Qinxuan Pan

Constantinos Daskalakis, Qinxuan Pan

We show that $n$-variable tree-structured Ising models can be learned computationally-efficiently to within total variation distance $ε$ from an optimal $O(n \ln n/ε^2)$ samples, where $O(\cdot)$ hides an absolute constant which, importantly, does not depend on the model being learned - neither its tree nor the magnitude of its edge strengths, on which we place no assumptions.
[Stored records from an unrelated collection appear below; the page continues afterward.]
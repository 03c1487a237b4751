use std::env;

use anyhow::{bail, Context, Result};
use diesel::prelude::*;
use uuid::Uuid;

use audit_tracker::{
    auth::{password::hash_password, Role},
    config::AppConfig,
    db,
    models::NewUser,
    schema::{document_elements, users},
};

const USAGE: &str = "Usage:
  maintenance hash-password <password>
  maintenance create-user <username> <password> <admin|auditor|department> [department]
  maintenance purge-orphans";

fn main() -> Result<()> {
    dotenv::dotenv().ok();
    let args: Vec<String> = env::args().skip(1).collect();
    let args: Vec<&str> = args.iter().map(String::as_str).collect();

    match args.as_slice() {
        ["hash-password", password] => println!("{}", hash_password(password)?),
        ["create-user", username, password, role, rest @ ..] => {
            create_user(username, password, role, rest.first().copied())?
        }
        ["purge-orphans"] => purge_orphans()?,
        [cmd, ..] => {
            eprintln!("Unknown command: {cmd}\n{USAGE}");
            std::process::exit(1);
        }
        [] => {
            eprintln!("{USAGE}");
            std::process::exit(1);
        }
    }

    Ok(())
}

fn connect() -> Result<db::PgPool> {
    let config = AppConfig::from_env()?;
    eprintln!("Using database {}", config.redacted_database_url());
    let pool = db::init_pool_with_size(&config.database_url, 1, None)?;
    db::run_migrations(&pool)?;
    Ok(pool)
}

fn create_user(username: &str, password: &str, role: &str, department: Option<&str>) -> Result<()> {
    let role: Role = role.parse()?;
    let department = department.map(str::trim).filter(|name| !name.is_empty());
    if role == Role::Department && department.is_none() {
        bail!("department users need a department name");
    }

    let pool = connect()?;
    let mut conn = pool.get().context("failed to get database connection")?;
    let user = NewUser {
        id: Uuid::new_v4(),
        username: username.trim().to_string(),
        password_hash: hash_password(password)?,
        role: role.as_str().to_string(),
        department: department.map(str::to_string),
    };
    diesel::insert_into(users::table)
        .values(&user)
        .execute(&mut conn)
        .context("failed to insert user")?;

    println!("Created {} user {} ({})", role, user.username, user.id);
    Ok(())
}

/// Removes placeholder elements that never got attached to a file. Their
/// remarks and replies go with them.
fn purge_orphans() -> Result<()> {
    let pool = connect()?;
    let mut conn = pool.get().context("failed to get database connection")?;
    let removed = diesel::delete(document_elements::table.filter(document_elements::file_id.is_null()))
        .execute(&mut conn)
        .context("failed to delete orphaned elements")?;
    println!("Removed {removed} orphaned elements.");
    Ok(())
}
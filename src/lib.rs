pub mod auth;
pub mod config;
pub mod db;
pub mod error;
pub mod extract;
pub mod lifecycle;
pub mod models;
pub mod routes;
pub mod s3;
pub mod schema;
pub mod segmenter;
pub mod state;
pub mod storage;
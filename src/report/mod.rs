pub mod aggregate;
pub mod export;
pub mod table;

pub use aggregate::{
    coerce_price, condition_share, count_by_address, top_by_price, AddressCount, ConditionShare,
    PricedListing,
};
pub use export::{export_to_path, import_from_path, read_csv, to_csv_bytes, write_csv};
pub use table::{render_table, summary};

use crate::models::ListingRecord;
use serde::Serialize;
use std::fmt;

/// How many listings the price ranking shows
pub const TOP_N: usize = 5;

/// Aggregate views for one category
#[derive(Debug, Clone, Serialize)]
pub struct Dashboard {
    pub label: String,
    pub listings: usize,
    pub top_by_price: Vec<PricedListing>,
    pub by_address: Vec<AddressCount>,
    pub by_condition: Vec<ConditionShare>,
}

impl Dashboard {
    pub fn build(label: impl Into<String>, records: &[ListingRecord]) -> Self {
        Self {
            label: label.into(),
            listings: records.len(),
            top_by_price: top_by_price(records, TOP_N),
            by_address: count_by_address(records),
            by_condition: condition_share(records),
        }
    }
}

impl fmt::Display for Dashboard {
    fn fmt(&self, f: &mut fmt::Formatter<'_>) -> fmt::Result {
        writeln!(f, "=== {} ({} listings)", self.label, self.listings)?;

        writeln!(f, "Top {} by price (FCFA):", TOP_N)?;
        for (i, item) in self.top_by_price.iter().enumerate() {
            writeln!(f, "  {}. {} ({:.0})", i + 1, item.details, item.price)?;
        }

        writeln!(f, "Listings per address:")?;
        for item in &self.by_address {
            writeln!(f, "  {:>4}  {}", item.count, item.address)?;
        }

        writeln!(f, "Condition breakdown:")?;
        for item in &self.by_condition {
            writeln!(
                f,
                "  {:>5.1}%  {} ({})",
                item.share * 100.0,
                item.condition,
                item.count
            )?;
        }
        Ok(())
    }
}
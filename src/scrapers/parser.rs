use crate::error::{Result, ScrapeError};
use crate::models::ListingRecord;
use scraper::{ElementRef, Html, Selector};
use tracing::debug;

const CARD: &str = "div.listings-cards__list-item";
const TITLE: &str = "div.listing-card__header__title";
const CONDITION: &str = "span.listing-card__header__tags__item";
const LOCATION: &str = "div.listing-card__header__location";
const PRICE: &str = "span.listing-card__price";
const IMAGE: &str = "img.listing-card__image__resource";

const CURRENCY_SUFFIX: &str = "F Cfa";

/// Records extracted from one listing page
#[derive(Debug, Default, Clone)]
pub struct ParsedPage {
    pub records: Vec<ListingRecord>,
    /// Cards found on the page but discarded during extraction
    pub dropped: usize,
}

fn selector(css: &str) -> Result<Selector> {
    Selector::parse(css).map_err(|e| ScrapeError::Selector {
        selector: css.to_string(),
        message: e.to_string(),
    })
}

/// Compiled selectors for a listing card
pub struct CardSelectors {
    card: Selector,
    title: Selector,
    condition: Selector,
    location: Selector,
    price: Selector,
    image: Selector,
}

impl CardSelectors {
    pub fn new() -> Result<Self> {
        Ok(Self {
            card: selector(CARD)?,
            title: selector(TITLE)?,
            condition: selector(CONDITION)?,
            location: selector(LOCATION)?,
            price: selector(PRICE)?,
            image: selector(IMAGE)?,
        })
    }

    /// Extract all listing cards from a page of HTML
    pub fn parse_page(&self, html: &str) -> ParsedPage {
        let document = Html::parse_document(html);
        let mut page = ParsedPage::default();

        for card in document.select(&self.card) {
            match self.extract_card(card) {
                Some(record) => page.records.push(record),
                None => {
                    page.dropped += 1;
                    debug!("Dropped incomplete listing card");
                }
            }
        }

        page
    }

    /// All five fields or nothing
    pub fn extract_card(&self, card: ElementRef<'_>) -> Option<ListingRecord> {
        let details = non_empty(first_text(card, &self.title)?.trim())?;
        let condition = non_empty(first_text(card, &self.condition)?.trim())?;
        let address = non_empty(first_text(card, &self.location)?.replace('\n', "").trim())?;
        let price = non_empty(&normalize_price(&first_text(card, &self.price)?))?;
        let image_url = non_empty(
            card.select(&self.image)
                .next()?
                .value()
                .attr("src")?
                .trim(),
        )?;

        Some(ListingRecord {
            details,
            condition,
            address,
            price,
            image_url,
        })
    }
}

/// Parse a listing page with freshly compiled selectors
pub fn parse_listings(html: &str) -> Result<ParsedPage> {
    Ok(CardSelectors::new()?.parse_page(html))
}

/// Strip the price text down to its digits as shown on the card.
///
/// Only the first block (before a blank line) is kept; that is where the
/// amount lives, anything after it is a badge such as "Négociable".
/// Thousands separators (U+202F, U+00A0) and the "F Cfa" suffix are removed.
pub fn normalize_price(text: &str) -> String {
    let amount = text.trim().split("\n\n").next().unwrap_or_default();
    let amount: String = amount
        .chars()
        .filter(|c| !matches!(c, '\u{202f}' | '\u{a0}'))
        .collect();
    let amount = amount.trim_end();
    amount
        .strip_suffix(CURRENCY_SUFFIX)
        .unwrap_or(amount)
        .trim()
        .to_string()
}

fn first_text(card: ElementRef<'_>, selector: &Selector) -> Option<String> {
    card.select(selector)
        .next()
        .map(|el| el.text().collect::<String>())
}

fn non_empty(text: &str) -> Option<String> {
    if text.is_empty() {
        None
    } else {
        Some(text.to_string())
    }
}
use anyhow::Context;
use std::env;
use std::str::FromStr;
use std::time::Duration;

use crate::scrapers::RetryPolicy;

pub const DEFAULT_BASE_URL: &str = "https://www.expat-dakar.com";
pub const DEFAULT_USER_AGENT: &str = "Mozilla/5.0 (Macintosh; Intel Mac OS X 10_15_7) AppleWebKit/537.36 (KHTML, like Gecko) Chrome/120.0.0.0 Safari/537.36";

#[derive(Debug, Clone)]
pub struct Config {
    pub base_url: String,
    pub user_agent: String,
    pub timeout: Duration,
    pub rate_limit_retries: u32,
    pub rate_limit_backoff: Duration,
    /// `None` keeps cached results for the life of the process
    pub cache_ttl: Option<Duration>,
}

impl Default for Config {
    fn default() -> Self {
        Self {
            base_url: DEFAULT_BASE_URL.to_string(),
            user_agent: DEFAULT_USER_AGENT.to_string(),
            timeout: Duration::from_secs(30),
            rate_limit_retries: 3,
            rate_limit_backoff: Duration::from_millis(1000),
            cache_ttl: None,
        }
    }
}

impl Config {
    pub fn from_env() -> anyhow::Result<Self> {
        Self::from_lookup(|key| env::var(key).ok())
    }

    /// Build from any key lookup; unset keys fall back to defaults
    pub fn from_lookup(lookup: impl Fn(&str) -> Option<String>) -> anyhow::Result<Self> {
        let defaults = Self::default();

        Ok(Self {
            base_url: lookup("EXPAT_BASE_URL").unwrap_or(defaults.base_url),
            user_agent: lookup("SCOUT_USER_AGENT").unwrap_or(defaults.user_agent),
            timeout: parse_var(&lookup, "SCOUT_TIMEOUT_SECS")?
                .map(Duration::from_secs)
                .unwrap_or(defaults.timeout),
            rate_limit_retries: parse_var(&lookup, "SCOUT_RATE_LIMIT_RETRIES")?
                .unwrap_or(defaults.rate_limit_retries),
            rate_limit_backoff: parse_var(&lookup, "SCOUT_RATE_LIMIT_BACKOFF_MS")?
                .map(Duration::from_millis)
                .unwrap_or(defaults.rate_limit_backoff),
            cache_ttl: parse_var(&lookup, "SCOUT_CACHE_TTL_SECS")?.map(Duration::from_secs),
        })
    }

    pub fn retry_policy(&self) -> RetryPolicy {
        RetryPolicy {
            max_retries: self.rate_limit_retries,
            initial_backoff: self.rate_limit_backoff,
            ..RetryPolicy::default()
        }
    }
}

fn parse_var<T>(lookup: &impl Fn(&str) -> Option<String>, key: &str) -> anyhow::Result<Option<T>>
where
    T: FromStr,
    T::Err: std::error::Error + Send + Sync + 'static,
{
    lookup(key)
        .map(|raw| {
            raw.trim()
                .parse::<T>()
                .with_context(|| format!("invalid value {raw:?} for {key}"))
        })
        .transpose()
}

#[cfg(test)]
mod tests {
    use super::*;
    use std::collections::HashMap;

    fn config(vars: &[(&str, &str)]) -> anyhow::Result<Config> {
        let vars: HashMap<String, String> = vars
            .iter()
            .map(|(k, v)| (k.to_string(), v.to_string()))
            .collect();
        Config::from_lookup(|key| vars.get(key).cloned())
    }

    #[test]
    fn defaults_when_unset() {
        let cfg = config(&[]).unwrap();
        assert_eq!(cfg.base_url, DEFAULT_BASE_URL);
        assert_eq!(cfg.timeout, Duration::from_secs(30));
        assert_eq!(cfg.rate_limit_retries, 3);
        assert_eq!(cfg.cache_ttl, None);
    }

    #[test]
    fn reads_overrides() {
        let cfg = config(&[
            ("EXPAT_BASE_URL", "http://localhost:8080"),
            ("SCOUT_TIMEOUT_SECS", "5"),
            ("SCOUT_RATE_LIMIT_RETRIES", "0"),
            ("SCOUT_RATE_LIMIT_BACKOFF_MS", "250"),
            ("SCOUT_CACHE_TTL_SECS", " 600 "),
        ])
        .unwrap();

        assert_eq!(cfg.base_url, "http://localhost:8080");
        assert_eq!(cfg.timeout, Duration::from_secs(5));
        assert_eq!(cfg.cache_ttl, Some(Duration::from_secs(600)));

        let retry = cfg.retry_policy();
        assert_eq!(retry.max_retries, 0);
        assert_eq!(retry.initial_backoff, Duration::from_millis(250));
    }

    #[test]
    fn invalid_number_names_the_variable() {
        let err = config(&[("SCOUT_TIMEOUT_SECS", "soon")]).unwrap_err();
        assert!(err.to_string().contains("SCOUT_TIMEOUT_SECS"));
    }
}
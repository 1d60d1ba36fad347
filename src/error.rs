use thiserror::Error;

#[derive(Error, Debug)]
pub enum ScrapeError {
    #[error("page count must be between 1 and {max}, got {got}")]
    InvalidPageCount { got: u32, max: u32 },
    #[error("invalid category {0:?}")]
    InvalidCategory(String),
    #[error("request to {url} failed: {message}")]
    Transport { url: String, message: String },
    #[error("invalid selector {selector:?}: {message}")]
    Selector { selector: String, message: String },
    #[error("csv error: {0}")]
    Csv(#[from] csv::Error),
    #[error("io error: {0}")]
    Io(#[from] std::io::Error),
}

pub type Result<T> = std::result::Result<T, ScrapeError>;
use crate::models::ListingRecord;
use std::fmt::Write;

/// One-line dimension summary, e.g. "Data dimension: 12 rows and 5 columns."
pub fn summary(records: &[ListingRecord]) -> String {
    format!(
        "Data dimension: {} rows and {} columns.",
        records.len(),
        ListingRecord::FIELD_NAMES.len()
    )
}

/// Plain-text table with an index column. Cells wider than `max_width` chars are cut with '…'.
pub fn render_table(records: &[ListingRecord], max_width: usize) -> String {
    let mut rows: Vec<Vec<String>> = Vec::with_capacity(records.len() + 1);

    let mut header = vec![String::new()];
    header.extend(ListingRecord::FIELD_NAMES.iter().map(|s| s.to_string()));
    rows.push(header);

    for (index, record) in records.iter().enumerate() {
        let mut row = vec![index.to_string()];
        row.extend(record.fields().iter().map(|f| truncate(f, max_width)));
        rows.push(row);
    }

    let columns = rows[0].len();
    let widths: Vec<usize> = (0..columns)
        .map(|c| rows.iter().map(|r| r[c].chars().count()).max().unwrap_or(0))
        .collect();

    let mut out = String::new();
    for (i, row) in rows.iter().enumerate() {
        let line: Vec<String> = row
            .iter()
            .zip(&widths)
            .map(|(cell, &w)| pad(cell, w))
            .collect();
        let _ = writeln!(out, "{}", line.join(" | ").trim_end());

        if i == 0 {
            let rule: Vec<String> = widths.iter().map(|&w| "-".repeat(w)).collect();
            let _ = writeln!(out, "{}", rule.join("-+-"));
        }
    }
    out
}

fn truncate(cell: &str, max_width: usize) -> String {
    if max_width == 0 || cell.chars().count() <= max_width {
        return cell.to_string();
    }
    let mut cut: String = cell.chars().take(max_width.saturating_sub(1)).collect();
    cut.push('…');
    cut
}

fn pad(cell: &str, width: usize) -> String {
    let fill = width.saturating_sub(cell.chars().count());
    format!("{cell}{}", " ".repeat(fill))
}
//! Scraper for appliance listings on expat-dakar.com, with CSV export and
//! summary aggregates over the scraped records.

pub mod cache;
pub mod config;
pub mod error;
pub mod models;
pub mod report;
pub mod scrapers;

pub use cache::{CachedScraper, ScrapeCache};
pub use config::Config;
pub use error::ScrapeError;
pub use models::{Category, KnownCategory, ListingRecord, ScrapeReport};
pub use scrapers::{ExpatDakarScraper, HttpFetcher, ScrapeParams, ScraperTrait};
Our guarantees hold, in fact, for the celebrated Chow-Liu [1968] algorithm, using the plug-in estimator for estimating mutual information. While this (or any other) algorithm may fail to identify the structure of the underlying model correctly from a finite sample, we show that it will still learn a tree-structured model that is $ε$-close to the true one in total variation distance, a guarantee called "proper learning." Our guarantees do not follow from known results for the Chow-Liu algorithm and the ensuing literature on learning graphical models, including a recent renaissance of algorithms on this learning challenge, which only yield asymptotic consistency results, or sample-inefficient and/or time-inefficient algorithms, unless further assumptions are placed on the graphical model, such as bounds on the "strengths" of the model's edges/hyperedges. While we establish guarantees for a widely known and simple algorithm, the analysis that this algorithm succeeds and is sample-optimal is quite complex, requiring a hierarchical classification of the edges into layers with different reconstruction guarantees, depending on their strength, combined with delicate uses of the subadditivity of the squared Hellinger distance over graphical models to control the error accumulation.

Constantinos Daskalakis, Qinxuan Pan

We show that the square Hellinger distance between two Bayesian networks on the same directed graph, $G$, is subadditive with respect to the neighborhoods of $G$. Namely, if $P$ and $Q$ are the probability distributions defined by two Bayesian networks on the same DAG, our inequality states that the square Hellinger distance, $H^2(P,Q)$, between $P$ and $Q$ is upper bounded by the sum, $\sum_v H^2(P_{\{v\} \cup Π_v}, Q_{\{v\} \cup Π_v})$, of the square Hellinger distances between the marginals of $P$ and $Q$ on every node $v$ and its parents $Π_v$ in the DAG. Importantly, our bound does not involve the conditionals but the marginals of $P$ and $Q$. We derive a similar inequality for more general Markov Random Fields. As an application of our inequality, we show that distinguishing whether two Bayesian networks $P$ and $Q$ on the same (but potentially unknown) DAG satisfy $P=Q$ vs $d_{\rm TV}(P,Q)>ε$ can be performed from $\tilde{O}(|Σ|^{3/4(d+1)} \cdot n/ε^2)$ samples, where $d$ is the maximum in-degree of the DAG and $Σ$ the domain of each variable of the Bayesian networks. If $P$ and $Q$ are defined on potentially different and potentially unknown trees, the sample complexity becomes $\tilde{O}(|Σ|^{4.5} n/ε^2)$, whose dependence on $n, ε$ is optimal up to logarithmic factors. Lastly, if $P$ and $Q$ are product distributions over $\{0,1\}^n$ and $Q$ is known, the sample complexity becomes $O(\sqrt{n}/ε^2)$, which is optimal up to constant factors.